# LF: some crush coral



## Crazy_NDN (Apr 21, 2010)

to put into my canister to help raise PH in my 120.
if someone is able to drop it off also that would be awesome.


----------



## Crazy_NDN (Apr 21, 2010)

wow what the hell i posted in the wrong section.


----------



## tang daddy (Apr 21, 2010)

I can give you some but you have to pick it up in richmond!


----------



## eternity302 (Apr 22, 2010)

klmn617 said:


> Last weekend, astronomers around the world celebrate the Hubble Space Telescope was launched 20 years.
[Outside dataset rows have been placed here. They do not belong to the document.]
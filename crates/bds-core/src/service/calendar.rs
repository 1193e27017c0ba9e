// Calendars and their items.

use std::sync::Arc;

use bds_api::{ApiClient, RequestOptions};
use chrono::{DateTime, SecondsFormat, Utc};
use serde_json::Value;

use crate::error::CoreError;
use crate::model::CalendarItem;

const CALENDARS_PATH: &str = "api/soc/v1/calendars";
const ITEM_FILTERS: &str = "SOC.CalendarItem:key|id|meta|title|fullAvatar|startDate|endDate|allDay";

pub struct CalendarService {
    api: Arc<ApiClient>,
}

impl CalendarService {
    pub fn new(api: Arc<ApiClient>) -> Self {
        Self { api }
    }

    /// Items between `start` and `end`.
    pub async fn get_calendar_items(
        &self,
        calendar_id: &str,
        start: DateTime<Utc>,
        end: DateTime<Utc>,
        limit: u32,
    ) -> Result<Vec<CalendarItem>, CoreError> {
        let opts = RequestOptions::new()
            .filters([ITEM_FILTERS])
            .query("startDate", start.to_rfc3339_opts(SecondsFormat::Millis, true))
            .query("endDate", end.to_rfc3339_opts(SecondsFormat::Millis, true))
            .query("limit", limit);
        let path = format!("{CALENDARS_PATH}/{calendar_id}/items");
        let resp = self.api.get::<Option<Vec<CalendarItem>>>(&path, &opts).await?;
        Ok(resp.into_data().unwrap_or_default())
    }

    pub async fn get_calendar_item(
        &self,
        calendar_id: &str,
        item_id: &str,
    ) -> Result<Option<CalendarItem>, CoreError> {
        let path = format!("{CALENDARS_PATH}/{calendar_id}/item/{item_id}");
        Ok(self.api.get(&path, &RequestOptions::default()).await?.into_data())
    }

    pub async fn put_calendar_item(
        &self,
        calendar_id: &str,
        item: &CalendarItem,
    ) -> Result<Option<CalendarItem>, CoreError> {
        let path = format!("{CALENDARS_PATH}/{calendar_id}/item");
        Ok(self.api.put(&path, item, &RequestOptions::default()).await?.into_data())
    }

    pub async fn update_calendar_item(
        &self,
        calendar_id: &str,
        item_id: &str,
        item: &CalendarItem,
    ) -> Result<Option<CalendarItem>, CoreError> {
        let path = format!("{CALENDARS_PATH}/{calendar_id}/item/{item_id}");
        Ok(self.api.post(&path, item, &RequestOptions::default()).await?.into_data())
    }

    pub async fn delete_calendar_item(
        &self,
        calendar_id: &str,
        item_id: &str,
    ) -> Result<(), CoreError> {
        let path = format!("{CALENDARS_PATH}/{calendar_id}/item/{item_id}");
        self.api.delete::<Value>(&path, &RequestOptions::default()).await?;
        Ok(())
    }
}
Hubble telescope to human understanding of the universe, revolutionary changes have taken place.nike air max tn Nike shoesNike shox r4Nike shox nzNike shox oz


What the heck does this have to do with ANY of what he's looking for?

Btw, I bought some from IPU in Richmond, for like $3-$5! Just buy their bulk!


----------



## effox (Apr 21, 2010)

Just pulverize egg shells... Almost everyone has eggs, just wash them after use and store them until you get enough.


----------



## Death's Sting (Apr 21, 2010)

effox said:


> Just pulverize egg shells... Almost everyone has eggs, just wash them after use and store them until you get enough.
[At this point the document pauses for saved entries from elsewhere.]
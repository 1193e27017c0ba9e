// ── Entity metadata shared by every backend document ──

use chrono::{DateTime, Utc};
use serde::{Deserialize, Serialize};
use serde_json::Value;

/// Lightweight pointer to another entity.
#[derive(Debug, Clone, Default, PartialEq, Eq, Serialize, Deserialize)]
#[serde(default, rename_all = "camelCase")]
pub struct Reference {
    #[serde(skip_serializing_if = "Option::is_none")]
    pub id: Option<String>,
    #[serde(rename = "type", skip_serializing_if = "Option::is_none")]
    pub kind: Option<String>,
    #[serde(skip_serializing_if = "Option::is_none")]
    pub source: Option<String>,
    #[serde(skip_serializing_if = "Option::is_none")]
    pub display_name: Option<String>,
    #[serde(skip_serializing_if = "Option::is_none")]
    pub key: Option<String>,
}

/// Who did something, and when.
#[derive(Debug, Clone, Default, PartialEq, Eq, Serialize, Deserialize)]
#[serde(default)]
pub struct UserEvent {
    #[serde(skip_serializing_if = "Option::is_none")]
    pub on: Option<DateTime<Utc>>,
    #[serde(skip_serializing_if = "Option::is_none")]
    pub by: Option<Reference>,
}

#[derive(Debug, Clone, Default, PartialEq, Serialize, Deserialize)]
#[serde(default)]
pub struct Meta {
    /// Opaque concurrency token, echoed back on updates.
    #[serde(skip_serializing_if = "Option::is_none")]
    pub cas: Option<Value>,
    #[serde(skip_serializing_if = "Option::is_none")]
    pub created: Option<UserEvent>,
    #[serde(skip_serializing_if = "Option::is_none")]
    pub modified: Option<UserEvent>,
    #[serde(skip_serializing_if = "Option::is_none")]
    pub disabled: Option<bool>,
    #[serde(skip_serializing_if = "Option::is_none")]
    pub owner: Option<Reference>,
}

/// Identity block carried by every document (flattened into each model).
#[derive(Debug, Clone, Default, PartialEq, Serialize, Deserialize)]
#[serde(default, rename_all = "camelCase")]
pub struct BdsEntity {
    #[serde(skip_serializing_if = "Option::is_none")]
    pub id: Option<String>,
    #[serde(skip_serializing_if = "Option::is_none")]
    pub key: Option<String>,
    #[serde(rename = "type", skip_serializing_if = "Option::is_none")]
    pub kind: Option<String>,
    #[serde(skip_serializing_if = "Option::is_none")]
    pub display_name: Option<String>,
    #[serde(skip_serializing_if = "Option::is_none")]
    pub meta: Option<Meta>,
}

impl BdsEntity {
    /// `{id, type, displayName}` pointer to this entity.
    pub fn to_reference(&self) -> Reference {
        Reference {
            id: self.id.clone(),
            kind: self.kind.clone(),
            display_name: self.display_name.clone(),
            ..Reference::default()
        }
    }
}

/// Uploaded file or image.
#[derive(Debug, Clone, Default, PartialEq, Serialize, Deserialize)]
#[serde(default, rename_all = "camelCase")]
pub struct Asset {
    #[serde(flatten)]
    pub entity: BdsEntity,
    #[serde(skip_serializing_if = "Option::is_none")]
    pub file_name: Option<String>,
    #[serde(skip_serializing_if = "Option::is_none")]
    pub mime_type: Option<String>,
    #[serde(skip_serializing_if = "Option::is_none")]
    pub uri: Option<String>,
    #[serde(skip_serializing_if = "Option::is_none")]
    pub data_url: Option<String>,
    #[serde(skip_serializing_if = "Option::is_none")]
    pub data: Option<String>,
}

/// Implemented by models that embed a [`BdsEntity`].
pub trait Entity {
    fn entity(&self) -> &BdsEntity;

    fn id(&self) -> Option<&str> {
        self.entity().id.as_deref()
    }

    fn key(&self) -> Option<&str> {
        self.entity().key.as_deref()
    }
}

/// Implement [`Entity`] for structs with an `entity: BdsEntity` field.
macro_rules! impl_entity {
    ($($ty:ty),+ $(,)?) => {
        $(impl $crate::model::Entity for $ty {
            fn entity(&self) -> &$crate::model::BdsEntity {
                &self.entity
            }
        })+
    };
}

pub(crate) use impl_entity;

impl_entity!(Asset);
he needs like 5lbs.... that's a lot of eggs!!


----------



## Crazy_NDN (Apr 21, 2010)

i think i could challenge myself to have enough by the end of the month. lol so do egg shells really work?


----------



## Adz1 (Apr 21, 2010)

Crazy_NDN604 said:


> i think i could challenge myself to have enough by the end of the month. lol so do egg shells really work?


that is a good question.
what are trying to raise the ph for?
is it in a planted tank with co2?
or for Africans?


----------



## Death's Sting (Apr 21, 2010)

Crazy_NDN604 said:


> i think i could challenge myself to have enough by the end of the month. lol so do egg shells really work?


yah.. but for what u want i wouldn't do it... way to much work...

it takes 5lbs of crushed coral to raise my pH to 7.4 in my 120. u want ur pH in ur 120 at 8 if my memory serves me correct?

it would take 100's of egg shells to equal what u require. plus u got clean every single one thoroughly.


----------



## eternity302 (Apr 22, 2010)

hahaha... don't drive the guy away from his ambition!!
Let him make a video of eating a few hundred eggs a month =) you might even make money off your videos on youtube too!!!


----------



## Crazy_NDN (Apr 21, 2010)

africans!!.. so far they been ok in tap ph. but everyone agree's its better for them to have higher ph. so its kind of a must. even though they probably lived their life so far in tap water ph.
vids of me eating eh.. that sounds like fun lol


----------



## gimlid (Apr 23, 2010)

can get it at Island Pets pretty cheap in Coquitlam


----------



## Crazy_NDN (Apr 21, 2010)

thanks for the suggestions guys


----------



## Scholz (Apr 21, 2010)

my boy here can eat 51 eggs...


----------



## Crazy_NDN (Apr 21, 2010)

pics or it didnt happen  haha


----------



## Scholz (Apr 21, 2010)




----------



## Bok (Apr 22, 2010)

Crazy_NDN604 said:


> to put into my canister to help raise PH in my 120.
> if someone is able to drop it off also that would be awesome.


Got a few buckets of it here.


----------